Task to carry out » Produce as output only the lines below starting at the line with "Ok(U256::from_be_slice(&raw[..32]))" and continuing through the line with "to submit router", each one exactly as written.
Start of Block
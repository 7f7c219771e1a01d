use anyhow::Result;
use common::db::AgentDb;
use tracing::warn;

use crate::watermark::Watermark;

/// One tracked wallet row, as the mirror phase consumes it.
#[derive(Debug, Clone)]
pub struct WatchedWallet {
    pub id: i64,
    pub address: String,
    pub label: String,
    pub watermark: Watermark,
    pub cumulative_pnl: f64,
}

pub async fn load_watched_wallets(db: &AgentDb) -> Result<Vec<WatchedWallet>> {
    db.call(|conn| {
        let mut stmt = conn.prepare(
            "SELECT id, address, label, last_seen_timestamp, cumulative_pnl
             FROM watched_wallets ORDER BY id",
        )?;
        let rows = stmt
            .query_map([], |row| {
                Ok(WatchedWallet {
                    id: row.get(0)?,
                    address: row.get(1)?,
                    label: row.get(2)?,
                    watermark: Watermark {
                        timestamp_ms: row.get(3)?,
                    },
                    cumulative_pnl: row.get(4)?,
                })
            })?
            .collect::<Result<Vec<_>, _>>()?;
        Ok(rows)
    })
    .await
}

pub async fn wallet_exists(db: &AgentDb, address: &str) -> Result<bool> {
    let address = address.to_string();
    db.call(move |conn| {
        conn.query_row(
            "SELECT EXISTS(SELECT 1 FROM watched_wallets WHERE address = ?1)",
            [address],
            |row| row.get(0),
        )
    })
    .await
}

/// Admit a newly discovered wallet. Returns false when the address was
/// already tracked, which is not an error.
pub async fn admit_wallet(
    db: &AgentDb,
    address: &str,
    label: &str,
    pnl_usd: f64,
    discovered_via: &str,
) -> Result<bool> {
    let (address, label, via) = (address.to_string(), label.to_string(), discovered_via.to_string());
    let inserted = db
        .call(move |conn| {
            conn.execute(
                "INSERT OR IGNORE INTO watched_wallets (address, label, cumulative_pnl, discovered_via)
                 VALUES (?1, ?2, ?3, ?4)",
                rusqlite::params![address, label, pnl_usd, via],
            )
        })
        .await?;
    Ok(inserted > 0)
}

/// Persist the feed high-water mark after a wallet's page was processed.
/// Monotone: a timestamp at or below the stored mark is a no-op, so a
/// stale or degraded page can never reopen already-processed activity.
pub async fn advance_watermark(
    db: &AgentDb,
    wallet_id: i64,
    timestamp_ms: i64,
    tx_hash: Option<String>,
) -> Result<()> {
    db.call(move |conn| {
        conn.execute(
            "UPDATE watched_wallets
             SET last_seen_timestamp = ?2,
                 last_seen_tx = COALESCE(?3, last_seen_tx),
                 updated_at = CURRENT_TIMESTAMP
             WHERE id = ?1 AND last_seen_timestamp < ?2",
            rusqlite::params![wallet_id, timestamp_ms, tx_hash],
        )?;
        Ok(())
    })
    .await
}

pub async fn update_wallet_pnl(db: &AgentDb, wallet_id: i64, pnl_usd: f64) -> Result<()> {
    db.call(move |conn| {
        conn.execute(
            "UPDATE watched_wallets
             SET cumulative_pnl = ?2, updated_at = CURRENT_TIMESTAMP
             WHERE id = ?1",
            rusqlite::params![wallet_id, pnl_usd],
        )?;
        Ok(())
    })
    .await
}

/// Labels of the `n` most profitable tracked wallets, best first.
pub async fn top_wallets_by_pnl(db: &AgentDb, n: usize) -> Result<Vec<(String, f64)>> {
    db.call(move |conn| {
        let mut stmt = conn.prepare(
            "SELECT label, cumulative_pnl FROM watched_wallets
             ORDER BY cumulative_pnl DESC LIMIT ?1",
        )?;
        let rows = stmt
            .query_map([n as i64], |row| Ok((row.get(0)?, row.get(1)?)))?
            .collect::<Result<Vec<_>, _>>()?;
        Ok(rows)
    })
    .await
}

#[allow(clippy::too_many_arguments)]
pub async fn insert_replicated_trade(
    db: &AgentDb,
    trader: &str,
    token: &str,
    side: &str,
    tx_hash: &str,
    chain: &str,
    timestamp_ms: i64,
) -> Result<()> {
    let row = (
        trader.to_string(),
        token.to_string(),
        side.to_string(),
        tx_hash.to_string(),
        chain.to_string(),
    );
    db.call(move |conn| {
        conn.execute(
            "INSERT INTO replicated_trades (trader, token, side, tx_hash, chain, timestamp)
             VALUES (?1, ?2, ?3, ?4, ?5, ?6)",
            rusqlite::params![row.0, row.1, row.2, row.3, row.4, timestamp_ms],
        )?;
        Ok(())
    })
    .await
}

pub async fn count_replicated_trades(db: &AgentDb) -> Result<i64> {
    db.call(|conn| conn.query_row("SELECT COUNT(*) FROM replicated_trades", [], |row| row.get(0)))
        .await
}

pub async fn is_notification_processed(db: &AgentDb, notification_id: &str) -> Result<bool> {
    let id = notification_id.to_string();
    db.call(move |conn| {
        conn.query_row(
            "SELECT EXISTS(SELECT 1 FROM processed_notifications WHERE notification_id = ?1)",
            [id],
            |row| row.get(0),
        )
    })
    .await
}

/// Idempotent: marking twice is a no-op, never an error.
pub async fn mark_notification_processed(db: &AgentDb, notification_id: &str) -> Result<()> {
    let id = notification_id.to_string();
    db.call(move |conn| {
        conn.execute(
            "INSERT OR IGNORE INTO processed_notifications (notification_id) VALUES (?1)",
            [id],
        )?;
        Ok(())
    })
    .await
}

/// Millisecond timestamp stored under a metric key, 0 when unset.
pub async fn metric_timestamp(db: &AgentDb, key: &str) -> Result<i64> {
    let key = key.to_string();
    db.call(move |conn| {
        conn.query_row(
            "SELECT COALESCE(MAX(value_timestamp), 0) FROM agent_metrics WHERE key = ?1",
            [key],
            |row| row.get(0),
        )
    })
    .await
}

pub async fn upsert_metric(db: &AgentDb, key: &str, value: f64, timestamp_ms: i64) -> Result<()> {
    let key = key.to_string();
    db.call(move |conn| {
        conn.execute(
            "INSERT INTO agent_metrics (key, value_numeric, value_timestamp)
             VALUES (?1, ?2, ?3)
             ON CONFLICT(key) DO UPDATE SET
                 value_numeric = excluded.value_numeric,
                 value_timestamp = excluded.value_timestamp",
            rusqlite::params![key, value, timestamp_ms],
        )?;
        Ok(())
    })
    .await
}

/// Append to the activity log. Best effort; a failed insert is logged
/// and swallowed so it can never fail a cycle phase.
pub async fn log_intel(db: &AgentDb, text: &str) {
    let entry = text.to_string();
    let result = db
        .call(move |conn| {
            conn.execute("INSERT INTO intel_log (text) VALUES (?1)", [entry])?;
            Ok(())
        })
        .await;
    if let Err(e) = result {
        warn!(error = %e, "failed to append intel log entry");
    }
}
End of Block
Start of Block
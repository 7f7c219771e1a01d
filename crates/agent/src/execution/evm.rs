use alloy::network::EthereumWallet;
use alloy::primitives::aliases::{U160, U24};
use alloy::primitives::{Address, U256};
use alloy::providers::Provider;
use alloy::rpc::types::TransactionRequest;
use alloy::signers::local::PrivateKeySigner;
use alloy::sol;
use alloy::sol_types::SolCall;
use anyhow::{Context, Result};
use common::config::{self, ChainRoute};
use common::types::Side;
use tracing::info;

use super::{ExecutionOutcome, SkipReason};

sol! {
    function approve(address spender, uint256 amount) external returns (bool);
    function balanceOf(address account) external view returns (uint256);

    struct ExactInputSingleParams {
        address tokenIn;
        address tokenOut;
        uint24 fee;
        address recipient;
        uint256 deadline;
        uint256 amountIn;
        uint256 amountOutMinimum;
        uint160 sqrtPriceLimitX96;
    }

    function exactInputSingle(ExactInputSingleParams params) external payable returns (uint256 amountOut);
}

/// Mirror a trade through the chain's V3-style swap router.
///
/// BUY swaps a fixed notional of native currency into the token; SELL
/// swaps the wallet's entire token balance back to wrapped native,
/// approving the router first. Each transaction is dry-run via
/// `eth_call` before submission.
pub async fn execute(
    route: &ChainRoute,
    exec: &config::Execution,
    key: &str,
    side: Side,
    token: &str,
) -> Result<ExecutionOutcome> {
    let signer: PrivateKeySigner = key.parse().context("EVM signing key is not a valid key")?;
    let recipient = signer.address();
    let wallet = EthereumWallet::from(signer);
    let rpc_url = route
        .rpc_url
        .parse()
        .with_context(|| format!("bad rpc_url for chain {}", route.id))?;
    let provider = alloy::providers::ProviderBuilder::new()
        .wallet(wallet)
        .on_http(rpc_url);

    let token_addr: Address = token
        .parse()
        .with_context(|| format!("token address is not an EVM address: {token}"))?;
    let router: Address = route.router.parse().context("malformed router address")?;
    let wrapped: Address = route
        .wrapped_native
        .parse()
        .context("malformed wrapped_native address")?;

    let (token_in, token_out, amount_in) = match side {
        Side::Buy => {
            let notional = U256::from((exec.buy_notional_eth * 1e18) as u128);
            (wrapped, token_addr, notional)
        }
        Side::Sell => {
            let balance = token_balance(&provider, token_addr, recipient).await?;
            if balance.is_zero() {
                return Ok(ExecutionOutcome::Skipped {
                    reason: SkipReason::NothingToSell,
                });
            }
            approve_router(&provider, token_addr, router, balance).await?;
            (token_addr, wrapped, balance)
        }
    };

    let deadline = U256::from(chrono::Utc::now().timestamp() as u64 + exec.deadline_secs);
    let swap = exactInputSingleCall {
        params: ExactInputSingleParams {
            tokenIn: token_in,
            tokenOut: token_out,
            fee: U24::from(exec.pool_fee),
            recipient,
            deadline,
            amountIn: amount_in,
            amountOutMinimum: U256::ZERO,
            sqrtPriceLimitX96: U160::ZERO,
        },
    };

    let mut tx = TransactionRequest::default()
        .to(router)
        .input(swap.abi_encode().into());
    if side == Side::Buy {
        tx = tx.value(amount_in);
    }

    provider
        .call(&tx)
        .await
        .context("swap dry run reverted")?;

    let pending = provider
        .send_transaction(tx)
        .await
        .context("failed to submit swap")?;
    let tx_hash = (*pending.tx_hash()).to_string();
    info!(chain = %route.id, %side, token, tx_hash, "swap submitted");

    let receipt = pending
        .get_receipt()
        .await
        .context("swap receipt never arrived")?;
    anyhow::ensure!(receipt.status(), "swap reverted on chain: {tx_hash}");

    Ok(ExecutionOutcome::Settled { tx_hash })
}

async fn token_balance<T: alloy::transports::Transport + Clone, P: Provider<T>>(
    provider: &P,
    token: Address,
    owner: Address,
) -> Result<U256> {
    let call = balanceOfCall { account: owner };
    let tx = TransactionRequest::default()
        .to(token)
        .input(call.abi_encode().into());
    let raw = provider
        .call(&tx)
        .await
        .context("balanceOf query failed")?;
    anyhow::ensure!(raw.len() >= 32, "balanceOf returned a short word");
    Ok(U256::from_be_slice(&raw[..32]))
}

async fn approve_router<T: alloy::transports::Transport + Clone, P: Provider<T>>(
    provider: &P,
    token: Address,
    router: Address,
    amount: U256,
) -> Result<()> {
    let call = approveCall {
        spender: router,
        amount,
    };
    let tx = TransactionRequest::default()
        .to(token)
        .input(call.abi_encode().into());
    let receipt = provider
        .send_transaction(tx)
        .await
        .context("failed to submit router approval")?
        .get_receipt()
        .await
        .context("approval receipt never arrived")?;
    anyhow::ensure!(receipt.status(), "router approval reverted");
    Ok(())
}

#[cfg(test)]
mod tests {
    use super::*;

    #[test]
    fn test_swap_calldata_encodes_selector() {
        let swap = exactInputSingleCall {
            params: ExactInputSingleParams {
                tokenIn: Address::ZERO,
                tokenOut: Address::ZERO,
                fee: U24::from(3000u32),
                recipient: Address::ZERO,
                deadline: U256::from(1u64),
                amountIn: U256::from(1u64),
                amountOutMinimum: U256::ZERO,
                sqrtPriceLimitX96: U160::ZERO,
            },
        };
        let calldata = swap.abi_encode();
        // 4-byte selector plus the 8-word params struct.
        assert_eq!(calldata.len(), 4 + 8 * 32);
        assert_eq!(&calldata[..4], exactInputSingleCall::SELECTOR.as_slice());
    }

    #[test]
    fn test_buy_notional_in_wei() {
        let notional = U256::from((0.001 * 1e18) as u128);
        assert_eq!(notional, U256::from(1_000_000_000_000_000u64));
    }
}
End of Block
Answer area »
    Ok(U256::from_be_slice(&raw[..32]))
}

async fn approve_router<T: alloy::transports::Transport + Clone, P: Provider<T>>(
    provider: &P,
    token: Address,
    router: Address,
    amount: U256,
) -> Result<()> {
    let call = approveCall {
        spender: router,
        amount,
    };
    let tx = TransactionRequest::default()
        .to(token)
        .input(call.abi_encode().into());
    let receipt = provider
        .send_transaction(tx)
        .await
        .context("failed to submit router approval")?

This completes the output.